US officials in Washington and the Gulf say they expect President Reagan to push his 1982 Middle East peace plan again if he is reelected. Reagan called for the formation of a Palestinian ''entity'' on the West Bank and Gaza Strip in confederation with Jordan. The Arabs never formally accepted Reagan's plan and proposed one of their own based on ideas outlined by Saudi King Fahd. Reagan stuck to his plan.
''There must be some change in Israel, and I am afraid this change in Israel will not happen unless there is a change of policy in the United States toward Israel,'' the prince said.
''We must believe, we do believe in Saudi Arabia, that the principles enunciated by the United States toward settling the Palestinian problems are ones they believe in,'' he said, citing Resolution 242 again.
However, he pointed out that if the Americans at the same time accept Israel's policies on the West Bank and Gaza and do not consider the settlements illegal, then ''of course, they would not be following the principles.''
US officials tell the Saudis that American public opinion will not allow the US to be tough on Israel, he said.
The American public ''has become aware that Israel is not the little David that projected itself to American public opinion, but it is the Goliath that occupies countries, that can bomb nuclear plants in Iraq, that can threaten Pakistan and say that their security extends from the Indus River to the Atlantic Ocean,'' the prince continued. ''We don't want the US to take our position, but to be just and unbiased in its view toward the situation.''
Prince Saud called on the US to limit its aid to Israel, while ensuring Israel's security so that Resolution 242 can be put into practice.
The Saudis also say the US is inconsistent and biased when it comes to selling arms to Saudi Arabia. They do not see the logic behind the US pointing out how vital Saudi oil is and then refusing to sell the kingdom arms to defend the oil.

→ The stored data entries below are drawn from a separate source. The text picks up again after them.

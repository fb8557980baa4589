//! Types representing detected leaks and their locations.

use std::cmp::Ordering;
use std::fmt;
use std::path::PathBuf;

use serde::Serialize;

use leakgate_rules::{Category, Severity};

/// Where a finding was detected.
///
/// Purely descriptive: a path or commit reference, never a handle into
/// the repository. The total order puts file locations before commit
/// locations so working-tree findings render first.
#[derive(Debug, Clone, PartialEq, Eq, Hash, Serialize)]
#[serde(tag = "kind", rename_all = "lowercase")]
pub enum Location {
    /// A tracked file in the working tree, with an optional line.
    File {
        /// Repository-relative path.
        path: PathBuf,
        /// One-based line number, absent for whole-file findings.
        #[serde(skip_serializing_if = "Option::is_none")]
        line: Option<u32>,
    },
    /// A historical commit, optionally narrowed to one path within it.
    Commit {
        /// Full hex commit hash.
        id: String,
        /// Path within the commit tree, if the finding is file-specific.
        #[serde(skip_serializing_if = "Option::is_none")]
        path: Option<PathBuf>,
    },
}

impl Location {
    /// Creates a whole-file location.
    #[must_use]
    pub fn file(path: impl Into<PathBuf>) -> Self {
        Self::File {
            path: path.into(),
            line: None,
        }
    }

    /// Creates a file location pinned to a one-based line.
    #[must_use]
    pub fn line(path: impl Into<PathBuf>, line: u32) -> Self {
        Self::File {
            path: path.into(),
            line: Some(line),
        }
    }

    /// Creates a commit-level location.
    #[must_use]
    pub fn commit(id: impl Into<String>) -> Self {
        Self::Commit {
            id: id.into(),
            path: None,
        }
    }

    /// Creates a location for one path within a commit.
    #[must_use]
    pub fn commit_path(id: impl Into<String>, path: impl Into<PathBuf>) -> Self {
        Self::Commit {
            id: id.into(),
            path: Some(path.into()),
        }
    }

    const fn rank(&self) -> u8 {
        match self {
            Self::File { .. } => 0,
            Self::Commit { .. } => 1,
        }
    }
}

impl Ord for Location {
    fn cmp(&self, other: &Self) -> Ordering {
        match (self, other) {
            (
                Self::File { path: a, line: al },
                Self::File { path: b, line: bl },
            ) => a.cmp(b).then_with(|| option_order(al.as_ref(), bl.as_ref())),
            (
                Self::Commit { id: a, path: ap },
                Self::Commit { id: b, path: bp },
            ) => a.cmp(b).then_with(|| option_order(ap.as_ref(), bp.as_ref())),
            _ => self.rank().cmp(&other.rank()),
        }
    }
}

impl PartialOrd for Location {
    fn partial_cmp(&self, other: &Self) -> Option<Ordering> {
        Some(self.cmp(other))
    }
}

/// Absent values sort before present ones, so whole-file findings lead.
fn option_order<T: Ord>(a: Option<&T>, b: Option<&T>) -> Ordering {
    match (a, b) {
        (None, None) => Ordering::Equal,
        (None, Some(_)) => Ordering::Less,
        (Some(_), None) => Ordering::Greater,
        (Some(x), Some(y)) => x.cmp(y),
    }
}

impl fmt::Display for Location {
    fn fmt(&self, f: &mut fmt::Formatter<'_>) -> fmt::Result {
        match self {
            Self::File { path, line: Some(line) } => write!(f, "{}:{line}", path.display()),
            Self::File { path, line: None } => write!(f, "{}", path.display()),
            Self::Commit { id, path: Some(path) } => {
                write!(f, "{}:{}", short_hash(id), path.display())
            }
            Self::Commit { id, path: None } => write!(f, "{}", short_hash(id)),
        }
    }
}

const SHORT_HASH_LENGTH: usize = 7;

fn short_hash(id: &str) -> &str {
    id.get(..SHORT_HASH_LENGTH).unwrap_or(id)
}

/// One detected privacy or secret issue.
#[derive(Debug, Clone, PartialEq, Eq, Serialize)]
pub struct Finding {
    /// What kind of leak this is.
    pub category: Category,
    /// How serious the leak is.
    pub severity: Severity,
    /// Where it was detected.
    pub location: Location,
    /// Short human-readable description.
    pub summary: String,
    /// Extended explanation; populated only in verbose mode.
    #[serde(skip_serializing_if = "Option::is_none")]
    pub detail: Option<String>,
    /// Suggested fix; populated only in verbose mode.
    #[serde(skip_serializing_if = "Option::is_none")]
    pub remediation: Option<String>,
}

impl Finding {
    /// Creates a finding without detail or remediation.
    #[must_use]
    pub fn new(category: Category, severity: Severity, location: Location, summary: impl Into<String>) -> Self {
        Self {
            category,
            severity,
            location,
            summary: summary.into(),
            detail: None,
            remediation: None,
        }
    }

    /// Attaches verbose-mode detail text.
    #[must_use]
    pub fn with_detail(mut self, detail: impl Into<String>) -> Self {
        self.detail = Some(detail.into());
        self
    }

    /// Attaches verbose-mode remediation text.
    #[must_use]
    pub fn with_remediation(mut self, remediation: impl Into<String>) -> Self {
        self.remediation = Some(remediation.into());
        self
    }
}

#[cfg(test)]
mod tests {
    use super::*;

    #[test]
    fn file_locations_sort_before_commit_locations() {
        let file = Location::file("zzz.txt");
        let commit = Location::commit("aaaaaaa");
        assert!(file < commit);
    }

    #[test]
    fn file_locations_sort_by_path_then_line() {
        let a = Location::line("a.txt", 5);
        let b = Location::line("b.txt", 1);
        assert!(a < b);

        let early = Location::line("a.txt", 1);
        let late = Location::line("a.txt", 9);
        assert!(early < late);
    }

    #[test]
    fn whole_file_location_sorts_before_line_locations() {
        let whole = Location::file("a.txt");
        let lined = Location::line("a.txt", 1);
        assert!(whole < lined);
    }

    #[test]
    fn commit_locations_sort_by_id_then_path() {
        let a = Location::commit("aaa");
        let b = Location::commit("bbb");
        assert!(a < b);

        let bare = Location::commit("aaa");
        let pathed = Location::commit_path("aaa", ".env");
        assert!(bare < pathed);
    }

    #[test]
    fn display_includes_line_number() {
        assert_eq!(Location::line("src/main.rs", 42).to_string(), "src/main.rs:42");
        assert_eq!(Location::file("README.md").to_string(), "README.md");
    }

    #[test]
    fn display_shortens_commit_hashes() {
        let loc = Location::commit("0123456789abcdef0123456789abcdef01234567");
        assert_eq!(loc.to_string(), "0123456");
    }

    #[test]
    fn display_handles_short_ids() {
        assert_eq!(Location::commit("abc").to_string(), "abc");
    }

    #[test]
    fn locations_serialise_with_kind_tag() {
        let file = serde_json::to_value(Location::line("src/main.rs", 7)).unwrap();
        assert_eq!(file["kind"], "file");
        assert_eq!(file["path"], "src/main.rs");
        assert_eq!(file["line"], 7);

        let commit = serde_json::to_value(Location::commit("abc123")).unwrap();
        assert_eq!(commit["kind"], "commit");
        assert_eq!(commit["id"], "abc123");
        assert!(commit.get("path").is_none());
    }

    #[test]
    fn terse_findings_omit_advice_fields_in_json() {
        let finding = Finding::new(
            Category::ContentSecret,
            Severity::High,
            Location::line("a.txt", 1),
            "token detected",
        );
        let value = serde_json::to_value(&finding).unwrap();
        assert_eq!(value["severity"], "high");
        assert_eq!(value["category"], "content-secret");
        assert!(value.get("detail").is_none());
        assert!(value.get("remediation").is_none());
    }

    #[test]
    fn finding_builder_attaches_advice() {
        let finding = Finding::new(
            Category::IgnoreGap,
            Severity::Medium,
            Location::file(".gitignore"),
            "missing pattern",
        )
        .with_detail("the details")
        .with_remediation("the fix");

        assert_eq!(finding.detail.as_deref(), Some("the details"));
        assert_eq!(finding.remediation.as_deref(), Some("the fix"));
    }
}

''We have requirements, justifiable requirements, we have threats on security ,'' the prince said.
''If they (the Americans) believe we have security requirements and at the same time go and say no, (we) will not help you to meet the security requirement , then you (the US) are proving that you are unreliable in the situation.''
Diplomats said the Saudis were talking to French, British, and Spanish suppliers about arms. The Saudis signed a deal, worth $4.5 billion, for antiaircraft missiles with France in January, after considering buying similar missiles from the US.
''Our security needs are there. If we cannot get them from the United States, we have to look elsewhere,'' Prince Saud explained.
President Reagan recently dropped a proposal to sell the kingdom 1,400 Stinger missiles because he anticipated that Congress would turn down the sale.
''It is always very strange for us to hear constant talk that weapons are going to Saudi Arabia to threaten the security of Israel. How about weapons that are going to Israel? Don't they threaten the security of Saudi Arabia?''
The test of American dedication to resolve the Mideast problem peacefully, the prince said, is the Tel Aviv embassy issue. The US is thinking of moving its embassy in Israel to Jerusalem. Saud said his nation would sever diplomatic ties with the US if the embassy were moved to Jerusalem.
Nevertheless, diplomats in Saudi Arabia said understanding between top officials of the two countries was quite good. Saud made clear his desire to have close ties to the US.
However, diplomats note that such understanding was not shared by the Saudi press, lower-ranking government officials, or the populace, who are growing increasingly irritated with what they see as American bias toward Israel.
''Saudis are not anti-American, but it is hard to find one Saudi who likes American Middle East policy,'' a diplomat in the Saudi capital commented.